Science

FBI Won't Say Whether San Bernardino iPhone Hack Was "Useful"

We are being kept in the dark. 

Cult of Mac

Now that the FBI has officially accessed the iPhone used by one of the shooters in the San Bernardino terrorist attack that killed 14 back in December, the big question is whether the phone had any information that would have justified forcing Apple to hack its encryption technology. For now, the FBI is keeping quiet on whether the hack retrieved “useful” info.

“We’re still working on that, I guess is the answer,” said James A. Baker, the bureau’s general counsel, during a public appearance.

As for whether the public will ever see the phone’s content, Baker was equally vague. “If and when it becomes appropriate to disclose it, we will,” he said.

After Apple’s CEO Tim Cook dug in his heels against the bureau’s federal lawsuit, the law enforcement agency paid an undisclosed amount of money to a firm that demonstrated an alternative hack. Of course, the lack of publicly disclosable information from the phone has not convinced Baker that the whole fight with Apple was for nothing.

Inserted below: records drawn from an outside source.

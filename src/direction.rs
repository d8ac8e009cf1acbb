//! # Compass Directions
//!
//! Providers report wind and swell bearings in degrees (0° = from the north,
//! clockwise). Observations carry one of eight Portuguese compass labels
//! instead, matching the beach reports this crate feeds.
//!
//! Bearings are snapped to the nearest 45° sector:
//! `label = DIRECTIONS[round(deg / 45) mod 8]`. Ties round away from zero, so
//! 22.5° is Nordeste and 112.5° is Sudeste, the same for every provider. Bearings outside 0..360 wrap.

use serde::{Deserialize, Serialize};
use std::fmt;

/// One of the eight compass points.
#[derive(Clone, Copy, Debug, PartialEq, Eq, Hash, Serialize, Deserialize)]
pub enum Cardinal {
    Norte,
    Nordeste,
    Leste,
    Sudeste,
    Sul,
    Sudoeste,
    Oeste,
    Noroeste,
}

/// Clockwise from north, one entry per 45° sector.
pub const DIRECTIONS: [Cardinal; 8] = [
    Cardinal::Norte,
    Cardinal::Nordeste,
    Cardinal::Leste,
    Cardinal::Sudeste,
    Cardinal::Sul,
    Cardinal::Sudoeste,
    Cardinal::Oeste,
    Cardinal::Noroeste,
];

/// Directions swell can arrive from on Rio's south-facing beaches.
pub const SEAWARD: [Cardinal; 4] = [
    Cardinal::Leste,
    Cardinal::Sudeste,
    Cardinal::Sul,
    Cardinal::Sudoeste,
];

impl Cardinal {
    /// Snap a bearing in degrees to the nearest compass label.
    ///
    /// Non-finite bearings map to [`Cardinal::Norte`]; adapters reject
    /// non-finite payload values before they get here.
    pub fn from_degrees(degrees: f64) -> Self {
        if !degrees.is_finite() {
            return Cardinal::Norte;
        }
        let sector = (degrees / 45.0).round() as i64;
        DIRECTIONS[sector.rem_euclid(8) as usize]
    }

    pub fn label(self) -> &'static str {
        match self {
            Cardinal::Norte => "Norte",
            Cardinal::Nordeste => "Nordeste",
            Cardinal::Leste => "Leste",
            Cardinal::Sudeste => "Sudeste",
            Cardinal::Sul => "Sul",
            Cardinal::Sudoeste => "Sudoeste",
            Cardinal::Oeste => "Oeste",
            Cardinal::Noroeste => "Noroeste",
        }
    }

    /// Two-letter English abbreviation, used by the compact text report.
    pub fn abbrev(self) -> &'static str {
        match self {
            Cardinal::Norte => "N",
            Cardinal::Nordeste => "NE",
            Cardinal::Leste => "E",
            Cardinal::Sudeste => "SE",
            Cardinal::Sul => "S",
            Cardinal::Sudoeste => "SW",
            Cardinal::Oeste => "W",
            Cardinal::Noroeste => "NW",
        }
    }

    pub fn is_seaward(self) -> bool {
        SEAWARD.contains(&self)
    }
}

impl fmt::Display for Cardinal {
    fn fmt(&self, f: &mut fmt::Formatter<'_>) -> fmt::Result {
        f.write_str(self.label())
    }
}
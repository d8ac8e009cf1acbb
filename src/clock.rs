//! Time source for timestamps and cache freshness checks.

use chrono::{DateTime, Duration, Utc};
use std::sync::Mutex;

pub trait Clock: Send + Sync {
    fn now(&self) -> DateTime<Utc>;
}

/// Wall clock.
#[derive(Debug, Default, Clone, Copy)]
pub struct SystemClock;

impl Clock for SystemClock {
    fn now(&self) -> DateTime<Utc> {
        Utc::now()
    }
}

/// Clock that only moves when told to.
#[derive(Debug)]
pub struct ManualClock {
    now: Mutex<DateTime<Utc>>,
}

impl ManualClock {
    pub fn new(start: DateTime<Utc>) -> Self {
        Self {
            now: Mutex::new(start),
        }
    }

    pub fn advance(&self, by: Duration) {
        let mut now = self.now.lock().unwrap_or_else(|e| e.into_inner());
        *now += by;
    }

    pub fn set(&self, to: DateTime<Utc>) {
        *self.now.lock().unwrap_or_else(|e| e.into_inner()) = to;
    }
}

impl Clock for ManualClock {
    fn now(&self) -> DateTime<Utc> {
        *self.now.lock().unwrap_or_else(|e| e.into_inner())
    }
}
//! # Coordinate Directory
//!
//! The beaches this service reports on, with the coordinates used to query
//! providers. The built-in table covers Rio de Janeiro's ocean and bay
//! beaches; a `[[locations]]` table in the config file replaces it.

use crate::Location;

/// Built-in beaches: (name, latitude, longitude).
const RIO_BEACHES: &[(&str, f64, f64)] = &[
    ("Copacabana", -22.9714, -43.1823),
    ("Ipanema", -22.9837, -43.1985),
    ("Leblon", -22.9864, -43.2233),
    ("Barra da Tijuca", -23.0089, -43.3220),
    ("Recreio dos Bandeirantes", -23.0279, -43.4779),
    ("São Conrado", -22.9997, -43.2563),
    ("Leme", -22.9642, -43.1709),
    ("Arpoador", -22.9892, -43.1919),
    ("Prainha", -23.0404, -43.5019),
    ("Grumari", -23.0486, -43.5305),
    ("Flamengo", -22.9375, -43.1747),
    ("Botafogo", -22.9507, -43.1845),
    ("Urca", -22.9486, -43.1658),
    ("Joatinga", -23.0166, -43.2833),
    ("Macumba", -23.0333, -43.4833),
    ("Pontal", -23.0333, -43.4667),
    ("Pepê", -23.0089, -43.3220),
    ("Diabo", -22.9892, -43.1919),
    ("Reserva", -23.0279, -43.4779),
];

/// Ordered, read-only set of known locations.
#[derive(Clone, Debug)]
pub struct Directory {
    locations: Vec<Location>,
}

impl Directory {
    /// Directory of the built-in Rio de Janeiro beaches.
    pub fn rio() -> Self {
        Self {
            locations: RIO_BEACHES
                .iter()
                .map(|&(name, lat, lon)| Location::new(name, lat, lon))
                .collect(),
        }
    }

    /// Build a directory from an explicit list. Later duplicates of a name
    /// are dropped so every name maps to exactly one location.
    pub fn from_locations(locations: impl IntoIterator<Item = Location>) -> Self {
        let mut unique: Vec<Location> = Vec::new();
        for location in locations {
            if unique.iter().any(|l| l.name == location.name) {
                tracing::warn!(location = %location.name, "duplicate location ignored");
                continue;
            }
            unique.push(location);
        }
        Self { locations: unique }
    }

    pub fn get(&self, name: &str) -> Option<&Location> {
        self.locations.iter().find(|l| l.name == name)
    }

    pub fn names(&self) -> impl Iterator<Item = &str> {
        self.locations.iter().map(|l| l.name.as_str())
    }

    pub fn as_slice(&self) -> &[Location] {
        &self.locations
    }

    pub fn len(&self) -> usize {
        self.locations.len()
    }

    pub fn is_empty(&self) -> bool {
        self.locations.is_empty()
    }
}
//! # Upstream Data Providers
//!
//! Each provider turns one HTTP call into a normalized [`Fragment`] or a typed
//! [`Unavailable`] reason. Providers never retry and never panic: any
//! transport failure, rejected status, missing credential or incomplete
//! payload becomes `Unavailable`, and the fallback chain moves on.
//!
//! ## Providers, in priority order
//! 1. [`OpenWeatherFree`]: current weather, wave metrics estimated from wind
//! 2. [`OpenWeatherOneCall`]: current conditions, wave metrics when reported
//! 3. [`Stormglass`]: marine forecast, first hourly entry
//!
//! ## Units
//! - Speeds arrive in m/s and are converted to km/h (× 3.6)
//! - Bearings arrive in degrees and become [`crate::Cardinal`] labels

mod openweather_free;
mod openweather_onecall;
mod stormglass;

pub use openweather_free::OpenWeatherFree;
pub use openweather_onecall::OpenWeatherOneCall;
pub use stormglass::Stormglass;

use crate::config::HttpConfig;
use crate::{Coordinates, Fragment, InvalidReading};
use async_trait::async_trait;
use serde::de::DeserializeOwned;
use std::time::Duration;
use thiserror::Error;
use tracing::debug;

/// m/s → km/h
pub const MS_TO_KMH: f64 = 3.6;

/// Why a provider produced no data for this attempt.
#[derive(Error, Debug, Clone, PartialEq)]
pub enum Unavailable {
    /// No API key configured; no request was made
    #[error("credential missing")]
    MissingCredential,

    /// Request could not complete (DNS, connect, timeout, body read)
    #[error("transport error: {0}")]
    Transport(String),

    /// Upstream answered with a non-success status
    #[error("upstream rejected request with status {0}")]
    Rejected(u16),

    /// Body parsed badly, or required fields were absent or out of range
    #[error("malformed payload: {0}")]
    Malformed(String),
}

impl From<InvalidReading> for Unavailable {
    fn from(err: InvalidReading) -> Self {
        Unavailable::Malformed(err.to_string())
    }
}

/// A single upstream marine or weather data source.
#[async_trait]
pub trait Provider: Send + Sync {
    /// Label stamped on observations from this provider.
    fn source(&self) -> &'static str;

    /// Fetch current conditions at `coords`. One request, no retries.
    async fn fetch(&self, coords: Coordinates) -> Result<Fragment, Unavailable>;
}

/// Build the HTTP client shared by every provider.
pub fn build_client(config: &HttpConfig) -> Result<reqwest::Client, reqwest::Error> {
    let mut builder = reqwest::Client::builder()
        .user_agent(config.user_agent.clone())
        .pool_max_idle_per_host(4);
    if config.timeout_secs > 0 {
        builder = builder.timeout(Duration::from_secs(config.timeout_secs));
    }
    builder.build()
}

/// Send `request` and decode a JSON body, mapping every failure onto
/// [`Unavailable`].
pub(crate) async fn get_json<T: DeserializeOwned>(
    source: &'static str,
    request: reqwest::RequestBuilder,
) -> Result<T, Unavailable> {
    let resp = request
        .send()
        .await
        .map_err(|e| Unavailable::Transport(e.without_url().to_string()))?;

    let status = resp.status();
    if !status.is_success() {
        let body: String = resp.text().await.unwrap_or_default().chars().take(200).collect();
        debug!(
            source,
            status = status.as_u16(),
            body = body.as_str(),
            "provider rejected request"
        );
        return Err(Unavailable::Rejected(status.as_u16()));
    }

    let bytes = resp
        .bytes()
        .await
        .map_err(|e| Unavailable::Transport(e.without_url().to_string()))?;

    serde_json::from_slice(&bytes).map_err(|e| Unavailable::Malformed(e.to_string()))
}

/// Join a configured base URL and an API path.
pub(crate) fn endpoint(base_url: &str, path: &str) -> String {
    format!("{}{}", base_url.trim_end_matches('/'), path)
}

/// Treat empty strings as an absent credential.
pub(crate) fn credential(key: &Option<String>) -> Result<&str, Unavailable> {
    match key.as_deref().map(str::trim) {
        Some(k) if !k.is_empty() => Ok(k),
        _ => Err(Unavailable::MissingCredential),
    }
}
//! # Simulated Conditions
//!
//! Last link of the fallback chain, and the source of the estimates that
//! adapters use for fields their tier does not report.
//!
//! ## Ranges
//! - **Wave height**: 0.5 to 3.0 m
//! - **Wave period**: 5.0 to 15.0 s
//! - **Water temperature**: 18.0 to 26.0 °C (Rio's yearly range)
//! - **Wind speed**: 0 to 30.0 km/h
//! - **Wave direction**: seaward quadrants only (Leste, Sudeste, Sul, Sudoeste)
//! - **Wind direction**: any of the eight compass points
//!
//! The random source is injected so tests can pin it with a seed.

use crate::direction::{Cardinal, DIRECTIONS, SEAWARD};
use crate::{round1, Fragment};
use rand::rngs::StdRng;
use rand::seq::SliceRandom;
use rand::{Rng, SeedableRng};
use std::sync::Mutex;

/// Source label of simulated readings.
pub const SOURCE: &str = "Simulated";

/// Shared random source for simulated readings and field estimates.
#[derive(Debug)]
pub struct Simulator {
    rng: Mutex<StdRng>,
}

impl Simulator {
    /// Seed from the operating system.
    pub fn from_entropy() -> Self {
        Self::with_rng(StdRng::from_entropy())
    }

    /// Reproducible sequence for tests and `--seed`.
    pub fn seeded(seed: u64) -> Self {
        Self::with_rng(StdRng::seed_from_u64(seed))
    }

    fn with_rng(rng: StdRng) -> Self {
        Self {
            rng: Mutex::new(rng),
        }
    }

    /// Produce a full, plausible reading. Never fails.
    pub fn simulate(&self) -> Fragment {
        let mut rng = self.rng.lock().unwrap_or_else(|e| e.into_inner());
        Fragment {
            wave_height_m: round1(rng.gen_range(0.5..=3.0)),
            wave_direction: pick(&mut *rng, &SEAWARD),
            wave_period_s: round1(rng.gen_range(5.0..=15.0)),
            water_temperature_c: round1(rng.gen_range(18.0..=26.0)),
            wind_speed_kmh: round1(rng.gen_range(0.0..=30.0)),
            wind_direction: pick(&mut *rng, &DIRECTIONS),
            source: SOURCE,
        }
    }

    /// Uniform draw in `low..=high`.
    pub fn uniform(&self, low: f64, high: f64) -> f64 {
        self.rng
            .lock()
            .unwrap_or_else(|e| e.into_inner())
            .gen_range(low..=high)
    }

    /// Wave height for providers that only report wind: a 0.5 to 3.0 m draw
    /// scaled by wind speed relative to a 20 km/h breeze.
    pub fn wave_height_from_wind(&self, wind_speed_kmh: f64) -> f64 {
        self.uniform(0.5, 3.0) * (wind_speed_kmh.max(0.0) / 20.0)
    }

    /// Wave period for providers that report none.
    pub fn wave_period(&self) -> f64 {
        self.uniform(5.0, 15.0)
    }

    pub fn seaward_direction(&self) -> Cardinal {
        let mut rng = self.rng.lock().unwrap_or_else(|e| e.into_inner());
        pick(&mut *rng, &SEAWARD)
    }
}

fn pick<R: Rng + ?Sized>(rng: &mut R, options: &[Cardinal]) -> Cardinal {
    options.choose(rng).copied().unwrap_or(Cardinal::Sul)
}

#[cfg(test)]
mod tests {
    use super::*;

    #[test]
    fn test_simulated_values_in_range() {
        let sim = Simulator::seeded(7);
        for _ in 0..500 {
            let f = sim.simulate();
            assert!((0.5..=3.0).contains(&f.wave_height_m()));
            assert!((5.0..=15.0).contains(&f.wave_period_s()));
            assert!((18.0..=26.0).contains(&f.water_temperature_c()));
            assert!((0.0..=30.0).contains(&f.wind_speed_kmh()));
            assert!(f.wave_direction().is_seaward());
            assert!(DIRECTIONS.contains(&f.wind_direction()));
            assert_eq!(f.source(), SOURCE);
        }
    }

    #[test]
    fn test_simulated_source_label() {
        assert_eq!(Simulator::seeded(1).simulate().source(), "Simulated");
    }

    #[test]
    fn test_seeded_simulator_is_reproducible() {
        let a = Simulator::seeded(42);
        let b = Simulator::seeded(42);
        for _ in 0..10 {
            assert_eq!(a.simulate(), b.simulate());
        }
    }

    #[test]
    fn test_wave_height_from_wind_scales() {
        let sim = Simulator::seeded(1);
        assert_eq!(sim.wave_height_from_wind(0.0), 0.0);
        for _ in 0..100 {
            let h = sim.wave_height_from_wind(40.0);
            assert!((1.0..=6.0).contains(&h), "height {h} out of range");
        }
    }

    #[test]
    fn test_negative_wind_gives_flat_sea() {
        let sim = Simulator::seeded(3);
        assert_eq!(sim.wave_height_from_wind(-5.0), 0.0);
    }
}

“It was worth the fight to make sure that we have turned over every rock that we can with respect to the investigation. We owe it to the victims and the families to make sure that we pursue every logical lead,” he said.

The FBI has not publicly disclosed exactly how it broke into the iPhone, nor has it advised Apple how to fix the vulnerability.

The bar is relatively low for what the FBI would consider useful information, so it may not bode well for the search if the agency cannot say yet whether it turned up anything of any interest.

“If there’s more information in the phone — more contacts, more communications, more of anything — that’s a success for the FBI,” he said.

The FBI did suffer a series of public relations setbacks during the fight with Apple, partially leading to the decision not to fight the battle over the phone in court. So it seems unlikely that Baker would refuse to share the discovery of any information that would justify the bureau’s actions, but there may be valid reasons for not doing so.

The law enforcement agency has already hinted that it will renew its lawsuit in one form or another if it cannot, in the future, uncover a similar liability to the one used in the San Bernardino case. Understanding what the FBI found on the San Bernardino iPhone would undoubtedly end up shaping the debate about any potential future requests to force Apple to break into its encrypted technology.

Silence doesn’t mean either yes or no, but if the FBI had found useful information once it conducted the appropriate investigations as a result, we would probably hear about it. That’s the nature of fights waged in the public eye.